295 F.R.D. 77
S.D.N.Y.2013Background
- This is a spoliation-of-evidence dispute in an RMBS suit where U.S. Bank (Trustee) sues UBS (sponsor) over repurchase/representation-and-warranty claims arising from three MASTR trusts (2006-OA2, 2007-1, 2007-3).
- Assured Guaranty, the certificate insurer, made numerous repurchase demands beginning in 2010 and sued UBS in February 2012; Judge Baer later held that only the trustee (U.S. Bank) can enforce repurchase obligations.
- U.S. Bank did not issue a litigation hold until October 24, 2012 (eight months after the Assured suit); its email system auto-deleted mail after 90 days with limited backup retention.
- UBS moved for spoliation sanctions (including dismissal or an adverse inference), arguing the hold was late and inadequate and that relevant emails and documents were lost.
- U.S. Bank defended by showing (1) certain notice/repurchase documents were collected and centrally retained outside auto-delete, (2) it did not perform substantive loan reviews or possess underlying loan files, and (3) counsel supervised custodians and collected legal-hold folders.

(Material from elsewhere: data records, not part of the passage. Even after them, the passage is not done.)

//! Progress reporter implementation
//!
//! Uses indicatif to draw one bar per hashing task with:
//! - Bytes read against the file size
//! - Throughput and ETA from the task's progress controller
//! - The task's status

use super::controller::ProgressSnapshot;
use super::future::{FutureWithProgress, TaskStatus};
use indicatif::{MultiProgress, ProgressBar, ProgressDrawTarget, ProgressStyle};
use std::time::Duration;

/// Format a byte count for display
pub fn format_size(bytes: u64) -> String {
    humansize::format_size(bytes, humansize::BINARY)
}

/// Format a throughput in bytes per second, `-` when unknown
pub fn format_speed(speed: Option<f64>) -> String {
    match speed {
        Some(speed) if speed.is_finite() && speed >= 0.0 => {
            format!("{}/s", format_size(speed as u64))
        }
        _ => "-".to_string(),
    }
}

/// Format a remaining time rounded to whole seconds, `-` when unknown
pub fn format_eta(remain: Option<Duration>) -> String {
    match remain {
        Some(remain) => {
            humantime::format_duration(Duration::from_secs(remain.as_secs_f64().round() as u64))
                .to_string()
        }
        None => "-".to_string(),
    }
}

/// One status line for a task
pub fn task_line(
    status: TaskStatus,
    snapshot: ProgressSnapshot,
    speed: Option<f64>,
    remain: Option<Duration>,
) -> String {
    match status {
        TaskStatus::Running => format!(
            "{}/{} {:>5.1}% {} ETA {} [{}]",
            format_size(snapshot.progress),
            format_size(snapshot.total),
            snapshot.percent(),
            format_speed(speed),
            format_eta(remain),
            status
        ),
        _ => format!(
            "{}/{} {:>5.1}% [{}]",
            format_size(snapshot.progress),
            format_size(snapshot.total),
            snapshot.percent(),
            status
        ),
    }
}

fn bar_style() -> ProgressStyle {
    ProgressStyle::default_bar()
        .template("{prefix:.bold} [{bar:30.cyan/blue}] {msg}")
        .unwrap_or_else(|_| ProgressStyle::default_bar())
        .progress_chars("=> ")
}

struct TaskBar {
    name: String,
    bar: Option<ProgressBar>,
    finished: bool,
}

/// Live per-task progress display
pub struct ProgressReporter {
    multi: MultiProgress,
    tasks: Vec<TaskBar>,
    show_all: bool,
}

impl ProgressReporter {
    /// Create a reporter drawing to stderr
    ///
    /// Unless `show_all` is set, a task is drawn only while it runs.
    pub fn new(show_all: bool) -> Self {
        Self {
            multi: MultiProgress::new(),
            tasks: Vec::new(),
            show_all,
        }
    }

    /// Create a reporter that draws nothing
    pub fn hidden() -> Self {
        let reporter = Self::new(false);
        reporter.multi.set_draw_target(ProgressDrawTarget::hidden());
        reporter
    }

    /// Register a task under a display name; returns its index
    pub fn add_task(&mut self, name: impl Into<String>) -> usize {
        self.tasks.push(TaskBar {
            name: name.into(),
            bar: None,
            finished: false,
        });
        self.tasks.len() - 1
    }

    /// Redraw task `index` from its future
    pub fn refresh<T>(&mut self, index: usize, future: &FutureWithProgress<T>) {
        let status = future.status();
        let progress = future.progress();
        let snapshot = progress.snapshot();
        let line = task_line(status, snapshot, progress.speed(), progress.remain());

        let show_all = self.show_all;
        let multi = &self.multi;
        let Some(task) = self.tasks.get_mut(index) else {
            return;
        };
        if task.finished {
            return;
        }

        let visible = show_all || status == TaskStatus::Running;
        if task.bar.is_none() && visible {
            let bar = multi.add(ProgressBar::new(snapshot.total));
            bar.set_style(bar_style());
            bar.set_prefix(task.name.clone());
            task.bar = Some(bar);
        }

        if let Some(bar) = &task.bar {
            bar.set_length(snapshot.total);
            bar.set_position(snapshot.progress);
            bar.set_message(line);
        }

        if status.is_terminal() {
            task.finished = true;
            if let Some(bar) = task.bar.take() {
                if show_all {
                    bar.abandon();
                } else {
                    bar.finish_and_clear();
                    multi.remove(&bar);
                }
            }
        }
    }

    /// Whether every registered task reached a terminal status
    pub fn all_finished(&self) -> bool {
        self.tasks.iter().all(|t| t.finished)
    }

    /// Clear the display
    pub fn finish(&self) {
        for task in &self.tasks {
            if let Some(bar) = &task.bar {
                bar.finish_and_clear();
            }
        }
        let _ = self.multi.clear();
    }
}

/// Totals printed after a run
#[derive(Debug, Clone, Default)]
pub struct RunSummary {
    /// Tasks that produced digests
    pub completed: usize,
    /// Tasks that failed
    pub failed: usize,
    /// Tasks that were cancelled
    pub canceled: usize,
    /// Bytes hashed by completed tasks
    pub bytes: u64,
    /// Wall time of the run
    pub elapsed: Duration,
}

impl RunSummary {
    /// Account for one finished task
    pub fn record(&mut self, status: TaskStatus, bytes: u64) {
        match status {
            TaskStatus::Completed => {
                self.completed += 1;
                self.bytes += bytes;
            }
            TaskStatus::Canceled => self.canceled += 1,
            _ => self.failed += 1,
        }
    }

    /// Whether any task did not complete
    pub fn has_failures(&self) -> bool {
        self.failed > 0 || self.canceled > 0
    }

    /// Average throughput over the run
    pub fn throughput(&self) -> f64 {
        let secs = self.elapsed.as_secs_f64();
        if secs > 0.0 {
            self.bytes as f64 / secs
        } else {
            0.0
        }
    }

    /// Print summary to stderr
    pub fn print(&self) {
        eprintln!(
            "{} completed, {} failed, {} canceled: {} in {:.1?} ({})",
            self.completed,
            self.failed,
            self.canceled,
            format_size(self.bytes),
            self.elapsed,
            format_speed(Some(self.throughput()))
        );
    }
}
impl<T> TaskPromise<T> {
    /// Mark the task running; false if it was cancelled while waiting
    pub fn start(&self) -> bool {
        self.state.start()
    }

    /// The controller the work should report into
    pub fn progress(&self) -> &Arc<ProgressController> {
        &self.progress
    }

    /// Publish the outcome of the work
    pub fn complete(self, result: Result<T>) {
        let (terminal, outcome) = match result {
            Ok(value) => (TaskStatus::Completed, Outcome::Value(value)),
            Err(e) => (TaskStatus::Failed, Outcome::Error(e)),
        };
        let status = self.state.finish(terminal);
        let outcome = if status == TaskStatus::Canceled {
            Outcome::Canceled
        } else {
            outcome
        };
        // The receiver may be gone; nobody is waiting then.
        let _ = self.sender.send(outcome);
    }

    /// Finish without running
    pub fn cancel(self) {
        self.state.finish(TaskStatus::Canceled);
        let _ = self.sender.send(Outcome::Canceled);
    }
}

/// Caller side of a task: eventual value, status, and progress
pub struct FutureWithProgress<T> {
    receiver: Receiver<Outcome<T>>,
    state: Arc<TaskState>,
    progress: Arc<ProgressController>,
    settled: OnceLock<Outcome<T>>,
}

- The magistrate denied sanctions, finding U.S. Bank was at least grossly negligent but that UBS failed to prove relevant, lost evidence existed or that prejudice resulted.
Issues
| Issue | Plaintiff's Argument | Defendant's Argument | Held |
|---|---|---|---|
| When duty to preserve arose | Duty arose by late 2011 (mass repurchase demands) or at latest when Assured sued in Feb 2012 | No credible probability of litigation until U.S. Bank filed suit Sept 28, 2012 | Duty arose by Assured's suit in Feb 2012 (may have arisen earlier); hold instituted Oct 24, 2012 — too late but duty triggered at Assured filing |
| Adequacy of litigation hold | Hold was inadequate: delayed, did not suspend auto-delete, omitted key custodians, relied on custodians to self-select emails | Hold was reasonable: counsel/business guided custodians, key deal docs and Assured notices were retained centrally and printed, custodians’ files were transferred to successors | Hold was not so deficient as to demonstrate bad faith; implementation was reasonable under the circumstances |
| Culpability required for sanctions | UBS sought adverse-inference/dismissal arguing gross negligence or bad faith | U.S. Bank argued subjective belief it would not be required to litigate and acted in good faith | Court found negligence escalating to gross negligence after Judge Baer’s ruling; no evidence of bad faith |
| Lost evidence, relevance, and prejudice | UBS identified missing Assured notices and forensic-review communications as destroyed and prejudicial | U.S. Bank produced evidence those categories were retained or never existed because trustee did not possess substantive loan files | UBS met light burden to show discovery relevance, but U.S. Bank presented persuasive evidence that relevant materials were not destroyed; sanctions denied |
Key Cases Cited
- Residential Funding Corp. v. DeGeorge Financial Corp., 306 F.3d 99 (2d Cir. 2002) (three-part spoliation test and sanctioning principles)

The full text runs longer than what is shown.